— EXERCISE OBJECTIVE —
Repeat the lines of the data that follow, please, starting at the first and stopping after the one with "pub use xusb::XusbTarget;".

— DATA TO EXAMINE —
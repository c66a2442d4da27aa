//! Virtual targets
//!
//! A target is the type-specific half of a registry entry. Both kinds share a
//! [`TargetIdentity`] fixed at construction; everything else is produced by
//! [`Target::prepare`], which runs before the target is handed to the
//! registry and never touches it.

pub mod ds4;
pub mod slots;
pub mod xusb;

pub use ds4::Ds4Target;
pub use slots::{SlotGuard, SlotPool};
pub use xusb::XusbTarget;

use protocol::{Presence, SerialNo, SessionId, TargetInfo, TargetKind, VendorProduct};
use std::sync::Arc;
use thiserror::Error;

/// Identity shared by every target kind
#[derive(Debug, Clone, Copy, PartialEq, Eq)]
pub struct TargetIdentity {
    pub serial_no: SerialNo,
    pub session_id: SessionId,
    pub ids: VendorProduct,
}

/// Type-specific preparation failure
#[derive(Debug, Clone, PartialEq, Eq, Error)]
pub enum PrepareError {
    #[error("target already prepared")]
    AlreadyPrepared,
}

/// Resources shared by all targets of one bus
#[derive(Debug, Clone)]
pub struct PrepareContext {
    xusb_slots: Arc<SlotPool>,
}

impl PrepareContext {
    pub fn new() -> Self {
        Self {
            xusb_slots: SlotPool::new(),
        }
    }

    /// Pool of XUSB user indices
    pub fn xusb_slots(&self) -> &Arc<SlotPool> {
        &self.xusb_slots
    }
}

impl Default for PrepareContext {
    fn default() -> Self {
        Self::new()
    }
}

/// Emulated controller attached to a registry entry
#[derive(Debug)]
pub enum Target {
    Xusb(XusbTarget),
    Ds4(Ds4Target),
}

impl Target {
    pub fn identity(&self) -> &TargetIdentity {
        match self {
            Target::Xusb(t) => t.identity(),
            Target::Ds4(t) => t.identity(),
        }
    }

    pub fn kind(&self) -> TargetKind {
        match self {
            Target::Xusb(_) => TargetKind::Xbox360Wired,
            Target::Ds4(_) => TargetKind::DualShock4Wired,
        }
    }

    pub fn serial_no(&self) -> SerialNo {
        self.identity().serial_no
    }

    pub fn session_id(&self) -> SessionId {
        self.identity().session_id
    }

    pub fn ids(&self) -> VendorProduct {
        self.identity().ids
    }

    /// Run the type-specific preparation step
    pub fn prepare(&mut self, ctx: &PrepareContext) -> Result<(), PrepareError> {
        match self {
            Target::Xusb(t) => t.prepare(ctx),
            Target::Ds4(t) => t.prepare(),
        }
    }

    pub fn is_prepared(&self) -> bool {
        match self {
            Target::Xusb(t) => t.hardware_id().is_some(),
            Target::Ds4(t) => t.hardware_id().is_some(),
        }
    }

    /// Hardware ID string handed to the device surface, once prepared
    pub fn hardware_id(&self) -> Option<&str> {
        match self {
            Target::Xusb(t) => t.hardware_id(),
            Target::Ds4(t) => t.hardware_id(),
        }
    }

    /// Snapshot of this target with the given presence
    pub fn info(&self, presence: Presence) -> TargetInfo {
        let identity = self.identity();
        TargetInfo {
            serial_no: identity.serial_no,
            session_id: identity.session_id,
            kind: self.kind(),
            ids: identity.ids,
            presence,
        }
    }
}

/// `USB\VID_xxxx&PID_xxxx`
pub(crate) fn hardware_id(ids: VendorProduct) -> String {
    format!("USB\\VID_{:04X}&PID_{:04X}", ids.vendor_id, ids.product_id)
}
//! Bus worker thread
//!
//! Dedicated thread that executes bus commands received from the Tokio
//! runtime. Bus operations block on the registry lock and on the event
//! channel, so they never run on a runtime thread.

use crate::ops::Bus;
use common::{BusCommand, BusEvent, BusWorker};
use protocol::TargetInfo;
use std::sync::Arc;
use std::thread::JoinHandle;
use tracing::{debug, error, info, warn};

/// Bus worker thread
///
/// Owns the worker end of the bridge and processes commands until a
/// `Shutdown` arrives or every bridge handle is dropped.
pub struct BusWorkerThread {
    bus: Arc<Bus>,
    worker: BusWorker,
    /// Reclaim missing entries right after each unplug
    eager_reclaim: bool,
}

impl BusWorkerThread {
    pub fn new(worker: BusWorker, bus: Arc<Bus>, eager_reclaim: bool) -> Self {
        Self {
            bus,
            worker,
            eager_reclaim,
        }
    }

    /// Run the command loop
    pub fn run(self) {
        info!("Bus worker thread started");

        loop {
            match self.worker.recv_command() {
                Ok(BusCommand::Shutdown) => {
                    info!("Bus worker shutting down");
                    break;
                }
                Ok(cmd) => self.handle_command(cmd),
                Err(e) => {
                    info!("Bus bridge closed ({}), worker exiting", e);
                    break;
                }
            }
        }

        info!("Bus worker thread stopped");
    }

    /// Handle a command from the Tokio runtime
    fn handle_command(&self, cmd: BusCommand) {
        // Wrap in catch_unwind to prevent panics from killing the worker
        let result = std::panic::catch_unwind(std::panic::AssertUnwindSafe(|| {
            self.handle_command_inner(cmd)
        }));

        if let Err(e) = result {
            error!("Panic in bus command handler: {:?}", e);
        }
    }

    /// Inner command handler (can panic, caught by handle_command)
    fn handle_command_inner(&self, cmd: BusCommand) {
        match cmd {
            BusCommand::PlugIn {
                request,
                context,
                response,
            } => {
                let result = self.bus.plug_in(&request, &context);
                let _ = response.send(result);
            }

            BusCommand::Unplug {
                request,
                context,
                response,
            } => {
                let result = self.bus.unplug(&request, &context);
                if self.eager_reclaim
                    && let Ok(report) = &result
                    && !report.unplugged.is_empty()
                {
                    self.reclaim();
                }
                let _ = response.send(result);
            }

            BusCommand::ListTargets { response } => {
                let targets = self.bus.list_targets();
                debug!("Listing {} targets", targets.len());
                let _ = response.send(targets);
            }

            BusCommand::Reclaim { response } => {
                let reclaimed = self.reclaim();
                let _ = response.send(reclaimed);
            }

            BusCommand::Shutdown => {
                // The run loop stops before dispatching shutdown
                warn!("Ignoring shutdown outside the run loop");
            }
        }
    }

    fn reclaim(&self) -> Vec<TargetInfo> {
        let reclaimed = self.bus.reclaim_missing();
        for target in &reclaimed {
            let event = BusEvent::TargetReclaimed {
                target: target.clone(),
            };
            if let Err(e) = self.worker.send_event(event) {
                warn!("Dropping reclaim event for {}: {}", target.serial_no, e);
            }
        }
        reclaimed
    }
}

/// Spawn the bus worker thread
pub fn spawn_bus_worker(
    worker: BusWorker,
    bus: Arc<Bus>,
    eager_reclaim: bool,
) -> std::io::Result<JoinHandle<()>> {
    std::thread::Builder::new()
        .name("bus-worker".to_string())
        .spawn(move || BusWorkerThread::new(worker, bus, eager_reclaim).run())
}
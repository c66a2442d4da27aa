//! Virtual gamepad bus
//!
//! Keeps track of emulated controllers plugged into a virtual bus. Callers
//! plug targets in by serial number and unplug them again; every target is
//! owned by the session that plugged it in.
//!
//! # Architecture
//!
//! - [`target`]: Xbox 360 and DualShock 4 targets and their preparation step
//! - [`factory`]: raw type tag to unprepared target
//! - [`registry`]: serial number table with present/missing state
//! - [`ops`]: the [`Bus`] with its plug-in and unplug operations
//! - [`surface`]: sink for presence transitions
//! - [`worker`] and [`reclaim`]: the blocking worker thread and its Tokio helpers
//!
//! # Example
//!
//! ```
//! use bus::{Bus, NullSurface};
//! use protocol::{PlugInRecord, Presence, RequestContext, SerialNo, SessionId, TargetKind};
//! use std::sync::Arc;
//!
//! let bus = Bus::new(Arc::new(NullSurface));
//! let owner = RequestContext::session(SessionId(1));
//!
//! let record = PlugInRecord::new(SerialNo(7), TargetKind::Xbox360Wired);
//! bus.plug_in(&record.to_bytes(), &owner).unwrap();
//!
//! let report = bus.unplug_session(SessionId(1));
//! assert_eq!(report, vec![SerialNo(7)]);
//! assert_eq!(bus.registry().get(SerialNo(7)).unwrap().presence, Presence::Missing);
//! ```

pub mod config;
pub mod factory;
pub mod ops;
pub mod ownership;
pub mod reclaim;
pub mod registry;
pub mod surface;
pub mod target;
pub mod worker;

pub use config::BusConfig;
pub use ops::Bus;
pub use registry::{DeviceRegistry, RegistryEntry};
pub use surface::{ChannelSurface, DeviceSurface, NullSurface, SurfaceError};
pub use target::{PrepareContext, PrepareError, Target};
pub use worker::{BusWorkerThread, spawn_bus_worker};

— RESULT FOR THIS TASK —
repository c66a2442d4da27aa
//! Virtual targets
//!
//! A target is the type-specific half of a registry entry. Both kinds share a
//! [`TargetIdentity`] fixed at construction; everything else is produced by
//! [`Target::prepare`], which runs before the target is handed to the
//! registry and never touches it.

pub mod ds4;
pub mod slots;
pub mod xusb;

pub use ds4::Ds4Target;
pub use slots::{SlotGuard, SlotPool};
pub use xusb::XusbTarget;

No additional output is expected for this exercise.